From time to time I try to write about the notion that women experience the world differently from me, from men. I sometimes use a quotation from one of my favourite novelists to shine a light on what I mean. She’s writing about the human condition; I narrow the focus for the sake of argument:

“If we had a keen vision and feeling of all ordinary life it would be like hearing the grass grow and the squirrel’s heart beat and we should die of that roar which lies on the other side of silence. As it is, the quickest of us walk about well-wadded with stupidity”  George Eliot. ‘Middlemarch’

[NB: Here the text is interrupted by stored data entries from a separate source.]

// ── Known server set ──
//
// Insertion-ordered map keyed by uid. Order is preserved across runs so the
// written file diffs cleanly.

use chrono::{DateTime, TimeDelta, Utc};
use indexmap::IndexMap;
use serde::{Serialize, Serializer};
use tracing::trace;

use crate::model::Server;

/// Counts from one reconciliation pass.
#[derive(Debug, Clone, Copy, Default, PartialEq, Eq)]
pub struct ReconcileSummary {
    pub added: usize,
    pub updated: usize,
}

#[derive(Debug, Clone)]
pub struct ServerList<T> {
    servers: IndexMap<String, T>,
}

impl<T> Default for ServerList<T> {
    fn default() -> Self {
        Self {
            servers: IndexMap::new(),
        }
    }
}

impl<T: Server> ServerList<T> {
    pub fn new() -> Self {
        Self::default()
    }

    pub fn len(&self) -> usize {
        self.servers.len()
    }

    pub fn is_empty(&self) -> bool {
        self.servers.is_empty()
    }

    pub fn get(&self, uid: &str) -> Option<&T> {
        self.servers.get(uid)
    }

    pub fn get_mut(&mut self, uid: &str) -> Option<&mut T> {
        self.servers.get_mut(uid)
    }

    pub fn contains(&self, uid: &str) -> bool {
        self.servers.contains_key(uid)
    }

    pub fn iter(&self) -> impl Iterator<Item = &T> {
        self.servers.values()
    }

    pub fn iter_mut(&mut self) -> impl Iterator<Item = &mut T> {
        self.servers.values_mut()
    }

    /// Snapshot of all uids, in list order.
    pub fn uids(&self) -> Vec<String> {
        self.servers.keys().cloned().collect()
    }

    /// Remove a server, keeping the order of the rest.
    pub fn remove(&mut self, uid: &str) -> Option<T> {
        self.servers.shift_remove(uid)
    }

    /// Insert without merging. A record with a uid already present replaces
    /// the existing one in place.
    pub fn insert(&mut self, server: T) {
        self.servers.insert(server.uid().to_owned(), server);
    }

    /// Merge freshly observed servers into the known set.
    ///
    /// Known uids are updated and then trimmed of stale links/via entries;
    /// unknown uids are appended verbatim. Nothing is ever removed here.
    pub fn reconcile(
        &mut self,
        found: impl IntoIterator<Item = T>,
        ttl: TimeDelta,
        now: DateTime<Utc>,
    ) -> ReconcileSummary {
        let mut summary = ReconcileSummary::default();
        for server in found {
            if let Some(known) = self.servers.get_mut(server.uid()) {
                trace!(uid = %server.uid(), "updating known server");
                known.update(server);
                known.trim(ttl, now);
                summary.updated += 1;
            } else {
                trace!(uid = %server.uid(), "adding new server");
                self.servers.insert(server.uid().to_owned(), server);
                summary.added += 1;
            }
        }
        summary
    }
}

impl<T: Server> FromIterator<T> for ServerList<T> {
    fn from_iter<I: IntoIterator<Item = T>>(iter: I) -> Self {
        let mut list = Self::new();
        for server in iter {
            list.insert(server);
        }
        list
    }
}

impl<T: Serialize> Serialize for ServerList<T> {
    fn serialize<S: Serializer>(&self, serializer: S) -> Result<S::Ok, S::Error> {
        serializer.collect_seq(self.servers.values())
    }
}
// Valve master server protocol and A2S_INFO queries

use std::net::Ipv4Addr;
use std::time::Duration;

use bytes::{Buf, BufMut};
use tracing::{debug, warn};

use super::{RawServer, read_cstring, udp_exchange};
use crate::error::Error;

const OOB: &[u8] = b"\xff\xff\xff\xff";
const LIST_HEADER: &[u8] = b"\xff\xff\xff\xff\x66\x0a";
const INFO_REQUEST: &[u8] = b"\xff\xff\xff\xffTSource Engine Query\0";
const CHALLENGE: u8 = 0x41;
const INFO_RESPONSE: u8 = 0x49;
const THE_SHIP_APP_ID: u16 = 2400;
const EDF_PORT: u8 = 0x80;

/// Master server region codes.
#[derive(Debug, Clone, Copy, PartialEq, Eq)]
pub enum Region {
    UsEast,
    UsWest,
    SouthAmerica,
    Europe,
    Asia,
    Australia,
    MiddleEast,
    Africa,
    Rest,
}

impl Region {
    pub const ALL: [Region; 9] = [
        Region::UsEast,
        Region::UsWest,
        Region::SouthAmerica,
        Region::Europe,
        Region::Asia,
        Region::Australia,
        Region::MiddleEast,
        Region::Africa,
        Region::Rest,
    ];

    fn code(self) -> u8 {
        match self {
            Region::UsEast => 0x00,
            Region::UsWest => 0x01,
            Region::SouthAmerica => 0x02,
            Region::Europe => 0x03,
            Region::Asia => 0x04,
            Region::Australia => 0x05,
            Region::MiddleEast => 0x06,
            Region::Africa => 0x07,
            Region::Rest => 0xff,
        }
    }
}

#[derive(Debug, Clone)]
pub struct ValvePrincipal {
    host: String,
    port: u16,
    timeout: Duration,
}

impl ValvePrincipal {
    pub fn new(host: impl Into<String>, port: u16, timeout: Duration) -> Self {
        Self {
            host: host.into(),
            port,
            timeout,
        }
    }

    /// Page through the master list for `filter` in `region`.
    ///
    /// Each page is seeded with the last address of the previous one; the
    /// list ends with `0.0.0.0:0`.
    pub async fn get_servers(
        &self,
        filter: &str,
        region: Region,
        max_pages: u32,
    ) -> Result<Vec<RawServer>, Error> {
        let mut servers = Vec::new();
        let mut seed = (Ipv4Addr::UNSPECIFIED, 0u16);
        for page in 0..max_pages {
            let request = list_request(region, seed, filter);
            let reply = udp_exchange(&self.host, self.port, &request, self.timeout).await?;
            let (entries, done) = parse_list_page(&reply)?;
            debug!(?region, page, entries = entries.len(), "valve principal page");

            if let Some(last) = entries.last() {
                seed = (last.ip, last.query_port);
            }
            servers.extend(entries);
            if done {
                return Ok(servers);
            }
        }
        warn!(?region, max_pages, "stopped paging at page limit");
        Ok(servers)
    }
}

fn list_request(region: Region, seed: (Ipv4Addr, u16), filter: &str) -> Vec<u8> {
    let mut request = Vec::with_capacity(32 + filter.len());
    request.put_u8(0x31);
    request.put_u8(region.code());
    request.put_slice(format!("{}:{}", seed.0, seed.1).as_bytes());
    request.put_u8(0);
    request.put_slice(filter.as_bytes());
    request.put_u8(0);
    request
}

/// Parse one master reply. Returns the entries and whether the list ended.
pub fn parse_list_page(reply: &[u8]) -> Result<(Vec<RawServer>, bool), Error> {
    let mut rest = reply
        .strip_prefix(LIST_HEADER)
        .ok_or_else(|| Error::protocol("unexpected master server reply header"))?;

    let mut entries = Vec::new();
    while rest.remaining() >= 6 {
        let ip = Ipv4Addr::new(rest.get_u8(), rest.get_u8(), rest.get_u8(), rest.get_u8());
        let port = rest.get_u16();
        if ip.is_unspecified() && port == 0 {
            return Ok((entries, true));
        }
        entries.push(RawServer::new(ip, port));
    }
    Ok((entries, false))
}

/// The parts of an A2S_INFO reply callers care about.
#[derive(Debug, Clone, PartialEq, Eq)]
pub struct ValveServerInfo {
    pub name: String,
    pub map: String,
    pub app_id: u16,
    pub game_port: Option<u16>,
}

/// Query a server with A2S_INFO, answering a challenge if one is issued.
pub async fn query_info(ip: &str, port: u16, timeout: Duration) -> Result<ValveServerInfo, Error> {
    let mut reply = udp_exchange(ip, port, INFO_REQUEST, timeout).await?;
    if let Some(challenge) = challenge_of(&reply) {
        let mut request = INFO_REQUEST.to_vec();
        request.extend_from_slice(challenge);
        reply = udp_exchange(ip, port, &request, timeout).await?;
    }
    parse_info(&reply)
}

fn challenge_of(reply: &[u8]) -> Option<&[u8]> {
    let body = reply.strip_prefix(OOB)?;
    match body.split_first() {
        Some((&CHALLENGE, challenge)) if challenge.len() >= 4 => challenge.get(..4),
        _ => None,
    }
}

pub fn parse_info(reply: &[u8]) -> Result<ValveServerInfo, Error> {
    let body = reply
        .strip_prefix(OOB)
        .ok_or_else(|| Error::protocol("split or malformed A2S_INFO reply"))?;
    let mut rest = match body.split_first() {
        Some((&INFO_RESPONSE, rest)) => rest,
        _ => return Err(Error::protocol("unexpected A2S_INFO reply type")),
    };

    let too_short = || Error::protocol("truncated A2S_INFO reply");
    if !rest.has_remaining() {
        return Err(too_short());
    }
    let _protocol = rest.get_u8();
    let name = read_cstring(&mut rest)?;
    let map = read_cstring(&mut rest)?;
    let _folder = read_cstring(&mut rest)?;
    let _game = read_cstring(&mut rest)?;
    if rest.remaining() < 9 {
        return Err(too_short());
    }
    let app_id = rest.get_u16_le();
    // players, max players, bots, server type, environment, visibility, VAC
    rest.advance(7);
    if app_id == THE_SHIP_APP_ID {
        if rest.remaining() < 3 {
            return Err(too_short());
        }
        rest.advance(3);
    }
    let _version = read_cstring(&mut rest)?;

    let mut game_port = None;
    if rest.has_remaining() {
        let edf = rest.get_u8();
        if edf & EDF_PORT != 0 && rest.remaining() >= 2 {
            game_port = Some(rest.get_u16_le());
        }
    }

    Ok(ValveServerInfo {
        name,
        map,
        app_id,
        game_port,
    })
}

#[cfg(test)]
#[allow(clippy::unwrap_used)]
mod tests {
    use super::*;

    fn info_reply(app_id: u16, edf_port: Option<u16>) -> Vec<u8> {
        let mut reply = OOB.to_vec();
        reply.put_u8(INFO_RESPONSE);
        reply.put_u8(17);
        for s in ["My Server", "de_dust2", "cstrike", "Counter-Strike"] {
            reply.put_slice(s.as_bytes());
            reply.put_u8(0);
        }
        reply.put_u16_le(app_id);
        reply.put_slice(&[10, 32, 0, b'd', b'l', 0, 1]);
        reply.put_slice(b"1.0.0.0\0");
        if let Some(port) = edf_port {
            reply.put_u8(EDF_PORT);
            reply.put_u16_le(port);
        }
        reply
    }

    #[test]
    fn list_request_layout() {
        let request = list_request(Region::Europe, (Ipv4Addr::UNSPECIFIED, 0), "\\appid\\440");
        assert_eq!(request, b"\x31\x030.0.0.0:0\0\\appid\\440\0".to_vec());
    }

    #[test]
    fn parses_page_and_end_marker() {
        let mut reply = LIST_HEADER.to_vec();
        reply.put_slice(&[1, 2, 3, 4]);
        reply.put_u16(27015);
        reply.put_slice(&[0, 0, 0, 0]);
        reply.put_u16(0);

        let (entries, done) = parse_list_page(&reply).unwrap();
        assert!(done);
        assert_eq!(entries, vec![RawServer::new(Ipv4Addr::new(1, 2, 3, 4), 27015)]);
    }

    #[test]
    fn page_without_end_marker_continues() {
        let mut reply = LIST_HEADER.to_vec();
        reply.put_slice(&[1, 2, 3, 4]);
        reply.put_u16(27015);
        let (_, done) = parse_list_page(&reply).unwrap();
        assert!(!done);
    }

    #[test]
    fn parses_info_with_game_port() {
        let info = parse_info(&info_reply(10, Some(27016))).unwrap();
        assert_eq!(info.name, "My Server");
        assert_eq!(info.map, "de_dust2");
        assert_eq!(info.app_id, 10);
        assert_eq!(info.game_port, Some(27016));
    }

    #[test]
    fn parses_info_without_extra_data() {
        let info = parse_info(&info_reply(10, None)).unwrap();
        assert_eq!(info.game_port, None);
    }

    #[test]
    fn detects_challenge() {
        let reply = b"\xff\xff\xff\xff\x41\x01\x02\x03\x04";
        assert_eq!(challenge_of(reply), Some(&[1u8, 2, 3, 4][..]));
        assert_eq!(challenge_of(&info_reply(10, None)), None);
    }
}
//! CLI configuration: a thin layer over `serverlist_config`.
//!
//! Every helper here takes the parsed flags plus the loaded config and
//! applies flag > env/file > built-in default.

use std::path::PathBuf;
use std::time::Duration;

use serverlist_api::TransportConfig;
use serverlist_api::tools::Gamedig;
use serverlist_core::model::time;
use serverlist_core::{ListerOptions, PageOptions};
use url::Url;

use crate::cli::{CommonArgs, HttpArgs, QueryPortArgs};
use crate::error::CliError;

pub use serverlist_config::{Config, Upstream, load_config};

/// Upper bound for a single gamedig run; it retries internally.
const GAMEDIG_TIMEOUT: Duration = Duration::from_secs(10);

/// Where and how the list for `game` is kept.
pub fn lister_options(common: &CommonArgs, config: &Config, game: &str) -> Result<ListerOptions, CliError> {
    let hours = common.expired_ttl.unwrap_or(config.defaults.expired_ttl);
    if !hours.is_finite() || hours < 0.0 {
        return Err(CliError::Validation {
            field: "expired-ttl".into(),
            reason: format!("{hours} is not a usable number of hours"),
        });
    }
    Ok(ListerOptions {
        list_dir: common
            .list_dir
            .clone()
            .unwrap_or_else(|| config.defaults.list_dir.clone()),
        game: game.to_owned(),
        expired_ttl: time::hours(hours),
        recover: !common.no_recover && config.defaults.recover,
    })
}

pub fn add_links(common: &CommonArgs, config: &Config) -> bool {
    common.add_links || config.defaults.add_links
}

pub fn page_options(http: &HttpArgs, config: &Config) -> Result<PageOptions, CliError> {
    let defaults = config.http.page_options();
    let options = PageOptions {
        page_limit: http.page_limit.unwrap_or(defaults.page_limit),
        sleep: http.sleep.unwrap_or(defaults.sleep),
        max_attempts: http.max_attempts.unwrap_or(defaults.max_attempts),
    };
    if options.max_attempts == 0 {
        return Err(CliError::Validation {
            field: "max-attempts".into(),
            reason: "must be at least 1".into(),
        });
    }
    if !options.sleep.is_finite() || options.sleep < 0.0 {
        return Err(CliError::Validation {
            field: "sleep".into(),
            reason: format!("{} is not a usable number of seconds", options.sleep),
        });
    }
    Ok(options)
}

/// HTTP transport for the browse APIs, with the proxy flag applied.
pub fn transport(http: Option<&HttpArgs>, config: &Config) -> TransportConfig {
    let transport = config.http.transport();
    match http.and_then(|h| h.proxy.clone()) {
        Some(proxy) => transport.with_proxy(Some(proxy)),
        None => transport,
    }
}

pub fn upstream_url(field: &str, raw: &str) -> Result<Url, CliError> {
    Ok(Upstream::url(field, raw)?)
}

/// Gamedig runner and pool width, when discovery was asked for.
pub fn query_port_tool(args: &QueryPortArgs, config: &Config) -> Result<Option<(Gamedig, usize)>, CliError> {
    if !args.find_query_port {
        return Ok(None);
    }
    let bin: PathBuf = args
        .gamedig_bin
        .clone()
        .unwrap_or_else(|| config.query_port.gamedig_bin.clone());
    let concurrency = args
        .gamedig_concurrency
        .unwrap_or(config.query_port.gamedig_concurrency);
    if concurrency == 0 {
        return Err(CliError::Validation {
            field: "gamedig-concurrency".into(),
            reason: "must be at least 1".into(),
        });
    }
    Ok(Some((Gamedig::new(bin, GAMEDIG_TIMEOUT), concurrency)))
}

#[cfg(test)]
#[allow(clippy::unwrap_used)]
mod tests {
    use chrono::TimeDelta;

    use super::*;

    fn common() -> CommonArgs {
        CommonArgs {
            expired_ttl: None,
            list_dir: None,
            no_recover: false,
            add_links: false,
            debug: false,
        }
    }

    #[test]
    fn flags_win_over_config() {
        let config = Config::default();
        let mut args = common();
        assert_eq!(
            lister_options(&args, &config, "bf4").unwrap().expired_ttl,
            TimeDelta::hours(12)
        );

        args.expired_ttl = Some(1.5);
        args.list_dir = Some(PathBuf::from("/tmp/lists"));
        args.no_recover = true;
        let options = lister_options(&args, &config, "bf4").unwrap();
        assert_eq!(options.expired_ttl, TimeDelta::minutes(90));
        assert_eq!(options.list_dir, PathBuf::from("/tmp/lists"));
        assert!(!options.recover);
    }

    #[test]
    fn rejects_negative_ttl() {
        let mut args = common();
        args.expired_ttl = Some(-1.0);
        assert!(matches!(
            lister_options(&args, &Config::default(), "bf4"),
            Err(CliError::Validation { .. })
        ));
    }

    #[test]
    fn discovery_off_without_flag() {
        let args = QueryPortArgs {
            find_query_port: false,
            gamedig_bin: None,
            gamedig_concurrency: None,
        };
        assert!(query_port_tool(&args, &Config::default()).unwrap().is_none());
    }
}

I’m thinking of the kind of stupidity that stops some of us from ‘keeping in touch’, from asking the right questions at the right time, from saying what ought to be said, from telling each other what the other needs to know. It cropped up again, obliquely, in a recent post of Anthony Wilson’s, which caught me just as I happened to be thinking about how to write this appreciation of Mike Farren’s collection. 


  “I had bumped into a friend at the cash machine. We greeted each other, as we always do, with a handshake, then set about putting the world to rights. My work, his work; my family, his. ……..As you do.

And then something that I was not prepared for. It turned out that he had been ill, briefly and seriously, and that I had known nothing about it. Profuse apologies followed, batted off with a wave as though I had merely missed a dinner party. Think nothing of it. How could you have known? We told no one. And with speed we moved on to other things, something lighter, the rise of Islamic State perhaps, to break the tension.

As you do.” [A day he won’t have. Lifesaving poems. 9/5/2021]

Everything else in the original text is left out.